Thursday, October 25, 2018

Nothing Is Ever Easy

Steve Dunn, who ran unsuccessfully for Common Council president in 2017, sits on the Zoning Board of Appeals, and was recently appointed to the board of Hudson Development Corporation, has a vision for Hudson and the resources to implement that vision, at least in limited ways. The vision involves maximizing housing density in Hudson by constructing new residential structures on the alleys and easing the parking problems by creating more accommodation for offstreet parking. 

In 2014, Dunn implemented his vision on the north side of town, constructing on Rope Alley a building that extends along the back of 233, 235, and 237 Robinson Street. The building, which is accessed from Robinson Street through a gated courtyard between two original houses which Dunn also owns, contains a residential dwelling over multiple garages.

Recently, Dunn acquired 17-19 Union Street and is trying to apply his philosophy of urban planning there as well. His first effort, creating a curb cut for a parking pad at the front of the house, met with criticism from other property owners on the historic block.

The plans for the rear of the house involve an extension to the original house, as well as a residential structure--a dwelling over a two-car garage--on Partition Street at the back of the property.

The project, which requires area variances for setbacks and for lot coverage, is now before the Zoning Board Appeals. A public hearing on the project began in August and was left open because the owner of an adjacent property raised questions that Jason O'Toole, who was representing Dunn at that meeting, could not answer. After a month's hiatus, because the ZBA would not have a quorum for its September meeting, the public hearing continued on Wednesday, October 17. At the continuation of the hearing, Dunn was present to represent himself, although the appropriateness of that is questionable since he is a member of the ZBA, and the owner of the house next door at 15½ Union Street was represented by attorney Kristal Heinz.

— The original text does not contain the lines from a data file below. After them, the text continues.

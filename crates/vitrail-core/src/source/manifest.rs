//! Bundle manifest parsing and version compatibility

use std::path::Path;

use anyhow::{Context, Result};
use semver::Version;
use serde::{Deserialize, Serialize};

pub const MANIFEST_FILE: &str = "scaffold.yaml";

/// Metadata at the root of a template bundle.
#[derive(Debug, Clone, Serialize, Deserialize)]
pub struct BundleManifest {
    /// Display name of the bundle
    pub name: String,

    /// What the bundle provides
    #[serde(default)]
    pub description: String,

    /// Minimum CLI version the bundle expects
    pub version: String,
}

/// Load the bundle manifest if the bundle ships one. Unversioned bundles
/// stay usable; a manifest that exists but does not parse is an error.
pub fn load(root: &Path) -> Result<Option<BundleManifest>> {
    let path = root.join(MANIFEST_FILE);
    if !path.exists() {
        return Ok(None);
    }
    let contents = std::fs::read_to_string(&path)
        .with_context(|| format!("failed to read {}", path.display()))?;
    let manifest = serde_yaml::from_str(&contents)
        .with_context(|| format!("failed to parse {}", path.display()))?;
    Ok(Some(manifest))
}

/// Compare the CLI version against what the bundle expects. Returns a
/// warning message when the CLI is older; unparseable versions skip the
/// check.
pub fn check_compatibility(
    cli_version: &str,
    bundle_version: &str,
    upgrade_command: &str,
) -> Option<String> {
    let cli = Version::parse(cli_version).ok()?;
    let bundle = Version::parse(bundle_version).ok()?;

    if cli < bundle {
        Some(format!(
            "This bundle expects CLI version {} or newer; you are running {}. \
             Consider updating: {}",
            bundle_version, cli_version, upgrade_command
        ))
    } else {
        None
    }
}
//! Charm-style CLI workflow using cliclack

use std::path::PathBuf;

use anyhow::Result;

use crate::context::{EnvOverrides, RunContext};
use crate::exec::CommandRunner;
use crate::options::OptionSet;
use crate::plan::Plan;
use crate::profile::ScaffoldProfile;
use crate::report;
use crate::runtime::check;
use crate::scaffold;
use crate::source::{self, manifest, TemplateSource};

/// Arguments for the create workflow.
#[derive(Debug, Clone, Default)]
pub struct CreateArgs {
    /// Local directory to use for templates instead of cloning a repository
    pub template_dir: Option<PathBuf>,

    /// Template repository URL override
    pub template_url: Option<String>,

    /// Application directory to scaffold into (defaults to the current directory)
    pub directory: Option<PathBuf>,

    /// Raw feature flags (closed set; unknown flags are ignored)
    pub flags: Vec<String>,

    /// Skip the tool availability check
    pub skip_tool_check: bool,

    /// Auto-confirm all prompts (non-interactive mode)
    pub yes: bool,
}

/// Run the scaffold workflow with interactive prompts.
pub async fn run<P: ScaffoldProfile>(profile: &P, args: CreateArgs, cli_version: &str) -> Result<()> {
    cliclack::intro(profile.display_name())?;

    // Step 1: Parse feature flags (unknowns are ignored by contract)
    let options = OptionSet::parse(&args.flags);
    if !options.is_empty() {
        let names: Vec<&str> = options.flags().iter().map(|f| f.as_str()).collect();
        cliclack::log::info(format!("Selected options: {}", names.join(" ")))?;
    }

    // Step 2: Check tool availability
    if args.skip_tool_check {
        cliclack::log::info("Skipping tool check")?;
    } else {
        check_tools(&options)?;
    }

    // Step 3: Validate the target directory
    let target_dir = select_directory(&args)?;

    // Step 4: Resolve the template source
    let source = TemplateSource::select(
        args.template_dir.as_deref(),
        args.template_url.as_deref(),
        profile.template_url_env(),
        profile.default_template_url(),
    )?;
    if let TemplateSource::Local(dir) = &source {
        cliclack::log::info(format!("Using local templates from {}", dir.display()))?;
    }

    let runner = CommandRunner::new(&target_dir);
    let spinner = cliclack::spinner();
    spinner.start("Resolving template source...");
    let resolved = match source::resolve(&source, &runner).await {
        Ok(resolved) => {
            spinner.stop(format!("Templates: {}", resolved.root().display()));
            resolved
        }
        Err(err) => {
            spinner.stop("Failed to resolve template source");
            return Err(err);
        }
    };

    // Step 5: Bundle manifest and version compatibility
    match manifest::load(resolved.root())? {
        Some(bundle) => {
            cliclack::log::info(format!("Bundle: {} - {}", bundle.name, bundle.description))?;
            if let Some(warning) = manifest::check_compatibility(
                cli_version,
                &bundle.version,
                profile.upgrade_command(),
            ) {
                cliclack::log::warning(warning)?;
            }
        }
        None => {
            cliclack::log::warning("Bundle has no scaffold.yaml; skipping version check")?;
        }
    }

    // Step 6: Build the plan and execute it
    let ctx = RunContext {
        target_dir: target_dir.clone(),
        source_root: resolved.root().to_path_buf(),
        options,
        env: EnvOverrides::from_env(),
    };
    let plan = Plan::build(profile, &ctx.options);

    let run_report = scaffold::execute(profile, &ctx, &plan).await?;

    cliclack::log::success(format!(
        "{} operations applied, {} skipped",
        run_report.applied, run_report.skipped
    ))?;
    if !run_report.warnings.is_empty() {
        cliclack::log::warning(format!(
            "{} warning(s); review the output above",
            run_report.warnings.len()
        ))?;
    }

    // Step 7: Summary and next steps
    report::summary(profile, &ctx.options, &ctx.target_dir);
    cliclack::outro("Happy building!")?;

    Ok(())
}

fn check_tools(options: &OptionSet) -> Result<()> {
    let spinner = cliclack::spinner();
    spinner.start("Checking tools...");

    match check::check_tools(options) {
        Ok(tools) => {
            let info: Vec<String> = tools.iter().map(|t| t.to_string()).collect();
            spinner.stop(format!("Detected tools: {}", info.join(", ")));
            Ok(())
        }
        Err(err) => {
            spinner.stop("Missing required tools");
            cliclack::log::error(format!("{err}"))?;
            anyhow::bail!("Please install the missing tools and try again.");
        }
    }
}

/// The target is expected to be a freshly generated application tree in
/// (or below) the current directory; scaffolding anything else gets a
/// confirmation prompt.
fn select_directory(args: &CreateArgs) -> Result<PathBuf> {
    let current_dir = std::env::current_dir().unwrap_or_else(|_| PathBuf::from("."));

    let path = match &args.directory {
        Some(dir) if dir.is_absolute() => dir.clone(),
        Some(dir) => current_dir.join(dir),
        None => current_dir,
    };
    anyhow::ensure!(
        path.is_dir(),
        "target directory does not exist: {}",
        path.display()
    );

    let looks_generated = path.join("Gemfile").is_file() || path.join("config").is_dir();
    if !looks_generated {
        cliclack::log::warning(format!(
            "{} does not look like a generated application",
            path.display()
        ))?;
        let confirm = if args.yes {
            true
        } else {
            cliclack::confirm("Continue anyway?")
                .initial_value(false)
                .interact()?
        };
        if !confirm {
            anyhow::bail!("Setup cancelled.");
        }
    }

    Ok(path)
}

The next-door neighbor has two concerns: (1) because the proposed structure will be just 6 inches from the property line, people will have to come on her property to service and maintain Dunn's property; (2) it will obstruct the view from her house. In response to the first objection, Dunn argued repeatedly that he had allowed her workers to come on his property in order to paint the side of her house. He also maintained that the view from her house would not be impacted by the proposed structure. When it was suggested that Dunn could simply move the building two or three feet from the property line, he protested that he would lose one of the two exterior parking spots that are part of the plan. Dunn told the ZBA he had "reached out" to the owner of the adjacent property, he had asked her to come up from Connecticut, where she currently lives, to walk the property with him, he had traveled to Connecticut to meet with her, but she canceled at the last minute. Heinz told the ZBA that her client felt bullied by Dunn. Meanwhile, members of the ZBA seemed to want Dunn and the owner of the adjacent property to work things out. Lisa Kenneally, who chairs the ZBA, told Dunn, "You're going to be neighbors for a while." ZBA member Myron Polenberg opined, "It's really difficult for me to understand this except for some personal stuff. A lot of properties go from line to line. I think they should settle this thing."

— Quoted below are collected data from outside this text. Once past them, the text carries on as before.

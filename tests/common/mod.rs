//! Raw-TCP mock of the summarization service plus a relay launcher.

use std::{future::Future, net::SocketAddr, sync::Arc};

use tokio::{
    io::{AsyncReadExt, AsyncWriteExt},
    net::{TcpListener, TcpStream},
};

use summarize_relay::{AppConfig, UpstreamClient, build_router};

/// What the mock upstream received.
#[derive(Debug)]
pub struct CapturedRequest {
    pub head: String,
    pub body: Vec<u8>,
}

impl CapturedRequest {
    pub fn header(&self, name: &str) -> Option<String> {
        self.head.lines().skip(1).find_map(|line| {
            let (key, value) = line.split_once(':')?;
            key.trim()
                .eq_ignore_ascii_case(name)
                .then(|| value.trim().to_string())
        })
    }

    pub fn json(&self) -> serde_json::Value {
        serde_json::from_slice(&self.body).unwrap()
    }
}

async fn read_request(socket: &mut TcpStream) -> CapturedRequest {
    let mut buf = Vec::new();
    let mut tmp = [0u8; 4096];

    let head_end = loop {
        let n = socket.read(&mut tmp).await.unwrap();
        assert!(n > 0, "connection closed before request head");
        buf.extend_from_slice(&tmp[..n]);
        if let Some(pos) = buf.windows(4).position(|w| w == b"\r\n\r\n") {
            break pos;
        }
    };

    let head = String::from_utf8_lossy(&buf[..head_end]).to_string();
    let mut body = buf[head_end + 4..].to_vec();
    let request = CapturedRequest { head, body: Vec::new() };
    let content_length: usize = request
        .header("content-length")
        .and_then(|v| v.parse().ok())
        .unwrap_or(0);

    while body.len() < content_length {
        let n = socket.read(&mut tmp).await.unwrap();
        assert!(n > 0, "connection closed mid-body");
        body.extend_from_slice(&tmp[..n]);
    }

    CapturedRequest { body, ..request }
}

/// Starts a mock upstream. Each connection has its request read, then is
/// handed to `handler` which writes the raw HTTP/1.1 response.
pub async fn spawn_upstream<F, Fut>(handler: F) -> SocketAddr
where
    F: Fn(TcpStream, CapturedRequest) -> Fut + Send + Sync + 'static,
    Fut: Future<Output = ()> + Send + 'static,
{
    let listener = TcpListener::bind("127.0.0.1:0").await.unwrap();
    let addr = listener.local_addr().unwrap();
    let handler = Arc::new(handler);

    tokio::spawn(async move {
        while let Ok((mut socket, _)) = listener.accept().await {
            let handler = handler.clone();
            tokio::spawn(async move {
                let request = read_request(&mut socket).await;
                handler(socket, request).await;
            });
        }
    });

    addr
}

/// Starts the relay on an ephemeral port, pointed at `upstream`.
pub async fn spawn_relay(upstream: SocketAddr) -> SocketAddr {
    let config = AppConfig {
        api_url: format!("http://{upstream}"),
        ..AppConfig::default()
    };
    let client = Arc::new(UpstreamClient::new(&config).unwrap());
    let router = build_router(Arc::new(config), client);

    let listener = TcpListener::bind("127.0.0.1:0").await.unwrap();
    let addr = listener.local_addr().unwrap();
    tokio::spawn(async move {
        axum::serve(listener, router).await.unwrap();
    });

    addr
}

pub async fn write_chunked_head(socket: &mut TcpStream, content_type: &str) -> std::io::Result<()> {
    let head = format!(
        "HTTP/1.1 200 OK\r\nContent-Type: {content_type}\r\nTransfer-Encoding: chunked\r\n\r\n"
    );
    socket.write_all(head.as_bytes()).await
}

pub async fn write_chunk(socket: &mut TcpStream, data: &str) -> std::io::Result<()> {
    let frame = format!("{:x}\r\n{data}\r\n", data.len());
    socket.write_all(frame.as_bytes()).await?;
    socket.flush().await
}

pub async fn finish_chunked(socket: &mut TcpStream) -> std::io::Result<()> {
    socket.write_all(b"0\r\n\r\n").await?;
    socket.flush().await
}

pub fn test_client() -> reqwest::Client {
    reqwest::Client::builder().no_proxy().build().unwrap()
}
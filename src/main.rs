use std::sync::Arc;

use tokio::net::TcpListener;
use tracing_subscriber::{layer::SubscriberExt, util::SubscriberInitExt};

use summarize_relay::{AppConfig, UpstreamClient, build_router};

#[tokio::main]
async fn main() -> anyhow::Result<()> {
    init_tracing();

    let config = Arc::new(AppConfig::from_env()?);
    tracing::info!(
        api_url = %config.api_url,
        connect_timeout_secs = config.connect_timeout.as_secs(),
        max_body_bytes = config.max_body_bytes,
        "relaying to summarization service"
    );

    let upstream = Arc::new(UpstreamClient::new(config.as_ref())?);
    let router = build_router(config.clone(), upstream);

    let listener = TcpListener::bind(config.listen_addr).await?;
    let addr = listener.local_addr()?;
    tracing::info!(%addr, "relay server ready");

    // In-flight streams are cut at shutdown; their upstream connections are
    // released as the response bodies drop.
    axum::serve(listener, router)
        .with_graceful_shutdown(shutdown_signal())
        .await?;

    tracing::info!("relay server stopped");
    Ok(())
}

async fn shutdown_signal() {
    match tokio::signal::ctrl_c().await {
        Ok(()) => tracing::info!("shutdown signal received"),
        Err(err) => {
            tracing::warn!(error = %err, "failed to listen for shutdown signal");
            std::future::pending::<()>().await;
        }
    }
}

fn init_tracing() {
    if tracing::dispatcher::has_been_set() {
        return;
    }
    let env_filter = tracing_subscriber::EnvFilter::try_from_default_env()
        .unwrap_or_else(|_| "info,hyper=warn,reqwest=warn".into());
    let fmt_layer = tracing_subscriber::fmt::layer()
        .with_target(false)
        .compact();

    tracing_subscriber::registry()
        .with(env_filter)
        .with(fmt_layer)
        .init();
}
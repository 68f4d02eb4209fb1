use std::sync::Arc;

use axum::{
    Router,
    body::Bytes,
    extract::{DefaultBodyLimit, State, rejection::BytesRejection},
    http::header,
    response::{Html, IntoResponse, Response},
    routing::{get, post},
};
use serde_json::Value;
use tower_http::trace::TraceLayer;
use tracing::{info, warn};

use crate::{
    config::AppConfig, error::RelayError, relay::relay_response, summarize::SummarizeRequest,
    upstream::UpstreamClient,
};

const INDEX_HTML: &str = include_str!("../static/index.html");
const APP_JS: &str = include_str!("../static/app.js");

#[derive(Clone)]
pub struct AppState {
    pub config: Arc<AppConfig>,
    pub upstream: Arc<UpstreamClient>,
}

pub fn build_router(config: Arc<AppConfig>, upstream: Arc<UpstreamClient>) -> Router {
    let body_limit = DefaultBodyLimit::max(config.max_body_bytes);
    let state = AppState { config, upstream };

    Router::new()
        .route("/", get(index))
        .route("/static/app.js", get(app_js))
        .route("/health", get(health))
        .route("/summarize", post(summarize).layer(body_limit))
        .with_state(state)
        .layer(TraceLayer::new_for_http())
}

async fn index() -> Html<&'static str> {
    Html(INDEX_HTML)
}

async fn app_js() -> impl IntoResponse {
    (
        [(header::CONTENT_TYPE, "text/javascript; charset=utf-8")],
        APP_JS,
    )
}

async fn health() -> &'static str {
    "ok"
}

/// Parses the body as JSON whatever its content type, sanitizes it and
/// relays the upstream answer. Body read failures are reported as JSON too.
async fn summarize(
    State(state): State<AppState>,
    body: Result<Bytes, BytesRejection>,
) -> Result<Response, RelayError> {
    let body = body?;
    let payload: Value = serde_json::from_slice(&body)
        .map_err(|e| RelayError::BadRequest(format!("Failed to decode JSON object: {e}")))?;
    let request = SummarizeRequest::from_json(payload)?;

    info!(
        upstream = %state.config.api_url,
        chars = request.text.chars().count(),
        max_tokens = request.max_tokens,
        back_translate = request.back_translate,
        "forwarding summarize request"
    );

    let result = match state.upstream.summarize(&request).await {
        Ok(upstream) => relay_response(upstream).await,
        Err(err) => Err(err),
    };
    if let Err(ref err) = result {
        warn!(error = %err, "summarize relay failed");
    }
    result
}
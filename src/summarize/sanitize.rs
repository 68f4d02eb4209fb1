//! Parameter bounds and the lenient coercions applied before forwarding.
//!
//! Numeric parameters never reject: anything that cannot be read as a number
//! collapses to the parameter's lower bound, and numbers outside the range
//! are pulled to the nearest edge.

use std::cmp::Ordering;

use serde_json::Value;

/// Inclusive range plus the value used when the parameter is absent.
#[derive(Debug, Clone, Copy, PartialEq)]
pub struct Bounds<T> {
    pub min: T,
    pub max: T,
    pub default: T,
}

pub const MAX_TOKENS: Bounds<i64> = Bounds {
    min: 32,
    max: 1024,
    default: 256,
};

pub const TEMPERATURE: Bounds<f64> = Bounds {
    min: 0.0,
    max: 2.0,
    default: 0.5,
};

pub const TOP_P: Bounds<f64> = Bounds {
    min: 0.0,
    max: 1.0,
    default: 0.9,
};

pub const TOP_K: Bounds<i64> = Bounds {
    min: 1,
    max: 200,
    default: 40,
};

pub const REPEAT_PENALTY: Bounds<f64> = Bounds {
    min: 0.5,
    max: 2.0,
    default: 1.1,
};

pub const BACK_TRANSLATE_DEFAULT: bool = true;

/// Upper limit on `text`, counted in chars.
pub const MAX_TEXT_CHARS: usize = 20_000;

/// Clamps into `[min, max]`. `None` and unordered values (NaN) yield `min`.
pub fn clamp_or_min<T>(value: Option<T>, bounds: &Bounds<T>) -> T
where
    T: PartialOrd + Copy,
{
    let Some(value) = value else {
        return bounds.min;
    };
    match (
        value.partial_cmp(&bounds.min),
        value.partial_cmp(&bounds.max),
    ) {
        (None, _) | (_, None) => bounds.min,
        (Some(Ordering::Less), _) => bounds.min,
        (_, Some(Ordering::Greater)) => bounds.max,
        _ => value,
    }
}

/// Reads an integer out of a JSON value. Floats truncate toward zero,
/// booleans count as 0/1, strings must hold a plain integer.
pub fn coerce_int(value: &Value) -> Option<i64> {
    match value {
        Value::Bool(b) => Some(i64::from(*b)),
        Value::Number(n) => n
            .as_i64()
            .or_else(|| n.as_u64().map(|_| i64::MAX))
            .or_else(|| {
                n.as_f64()
                    .filter(|f| f.is_finite())
                    .map(|f| f.trunc() as i64)
            }),
        Value::String(s) => s.trim().parse().ok(),
        _ => None,
    }
}

pub fn coerce_float(value: &Value) -> Option<f64> {
    let parsed = match value {
        Value::Bool(b) => Some(if *b { 1.0 } else { 0.0 }),
        Value::Number(n) => n.as_f64(),
        Value::String(s) => s.trim().parse::<f64>().ok(),
        _ => None,
    };
    parsed.filter(|f| !f.is_nan())
}

/// Truthiness: null, false, zero, and empty strings/arrays/objects are false.
pub fn truthy(value: &Value) -> bool {
    match value {
        Value::Null => false,
        Value::Bool(b) => *b,
        Value::Number(n) => n.as_f64().is_some_and(|f| f != 0.0),
        Value::String(s) => !s.is_empty(),
        Value::Array(items) => !items.is_empty(),
        Value::Object(map) => !map.is_empty(),
    }
}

After the discussion had gone on for a bit, Kenneally tried to bring focus by reading the five criteria to be considered when making decisions about area variances.
  1. Will granting the area variance result in an undesirable change in the character of the neighborhood or nearby properties?
  2. Can the benefit sought by the applicant be achieved by some other method?
  3. Is the requested variance substantial?
  4. Will the proposed variance have an adverse effect or impact on the physical or environmental conditions in the neighborhood?
  5. Is the alleged difficulty self-created?
The ZBA's responses were a mix of yeses and nos. 

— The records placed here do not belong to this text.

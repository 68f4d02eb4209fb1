use serde::Serialize;
use serde_json::{Map, Value};

use crate::{
    error::RelayError,
    summarize::sanitize::{
        BACK_TRANSLATE_DEFAULT, MAX_TEXT_CHARS, MAX_TOKENS, REPEAT_PENALTY, TEMPERATURE, TOP_K,
        TOP_P, clamp_or_min, coerce_float, coerce_int, truthy,
    },
};

/// A sanitized summarization request, ready to forward upstream.
#[derive(Debug, Clone, PartialEq, Serialize)]
pub struct SummarizeRequest {
    pub text: String,
    pub max_tokens: i64,
    pub temperature: f64,
    pub top_p: f64,
    pub top_k: i64,
    pub repeat_penalty: f64,
    pub back_translate: bool,
    /// Members we don't recognize are forwarded as-is.
    #[serde(flatten)]
    pub extra: Map<String, Value>,
}

impl SummarizeRequest {
    /// Applies defaults, coercion and clamping, then validates `text`.
    pub fn from_json(payload: Value) -> Result<Self, RelayError> {
        let Value::Object(mut fields) = payload else {
            return Err(RelayError::BadRequest("JSON body must be an object".into()));
        };

        let max_tokens = match fields.remove("max_tokens") {
            Some(v) => clamp_or_min(coerce_int(&v), &MAX_TOKENS),
            None => MAX_TOKENS.default,
        };
        let temperature = match fields.remove("temperature") {
            Some(v) => clamp_or_min(coerce_float(&v), &TEMPERATURE),
            None => TEMPERATURE.default,
        };
        let top_p = match fields.remove("top_p") {
            Some(v) => clamp_or_min(coerce_float(&v), &TOP_P),
            None => TOP_P.default,
        };
        let top_k = match fields.remove("top_k") {
            Some(v) => clamp_or_min(coerce_int(&v), &TOP_K),
            None => TOP_K.default,
        };
        let repeat_penalty = match fields.remove("repeat_penalty") {
            Some(v) => clamp_or_min(coerce_float(&v), &REPEAT_PENALTY),
            None => REPEAT_PENALTY.default,
        };
        let back_translate = fields
            .remove("back_translate")
            .map_or(BACK_TRANSLATE_DEFAULT, |v| truthy(&v));

        let text = match fields.remove("text") {
            Some(Value::String(text)) if !text.trim().is_empty() => text,
            _ => return Err(RelayError::EmptyText),
        };
        if text.chars().count() > MAX_TEXT_CHARS {
            return Err(RelayError::TextTooLong);
        }

        Ok(Self {
            text,
            max_tokens,
            temperature,
            top_p,
            top_k,
            repeat_penalty,
            back_translate,
            extra: fields,
        })
    }
}
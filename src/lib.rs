pub mod config;
pub mod error;
pub mod relay;
pub mod server;
pub mod summarize;
pub mod upstream;

pub use config::AppConfig;
pub use error::RelayError;
pub use server::build_router;
pub use summarize::SummarizeRequest;
pub use upstream::UpstreamClient;
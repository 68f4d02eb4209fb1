mod sanitize;
mod types;

pub use sanitize::{
    BACK_TRANSLATE_DEFAULT, Bounds, MAX_TEXT_CHARS, MAX_TOKENS, REPEAT_PENALTY, TEMPERATURE,
    TOP_K, TOP_P, clamp_or_min, coerce_float, coerce_int, truthy,
};
pub use types::SummarizeRequest;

Mitch Khosrova, counsel to the ZBA, reminded the members that the responses to all the questions didn't have to be no for the board to approve the variances, and Kenneally told her colleagues, "We're kind of crossing the line trying to make neighbors work it out." After various members of the ZBA made other comments, Polenberg moved to grant the area variances. When the vote was taken, three members--Kenneally, Theresa Joyner, and Polenberg--voted in favor; two members--Russ Gibson and MaryEllen Pierro--were opposed. Khosrova pointed out that, since the ZBA is a seven member board, four affirmative votes were needed to grant the variances. Gibson and Pierro indicated that they would change their votes if the setback from the property line were 2 feet instead of 6 inches, and Dunn tried to amend his application on the spot, but it was decided instead that Dunn would return with an amended application, and the project would be back on the agenda for November, when the seventh member of the ZBA, Kathy Harter, would be present.

The ZBA typically meets on the third Wednesday of the month, which in November is the day before Thanksgiving. As a consequence, the ZBA meeting will be rescheduled for November 28, the fourth Wednesday of the month--the same night the Common Council Legal Committee meets. The ZBA, however, will meet in City Hall; the Legal Committee meeting will be held, as it was last night, in the Senior Center at the Galvan Armory.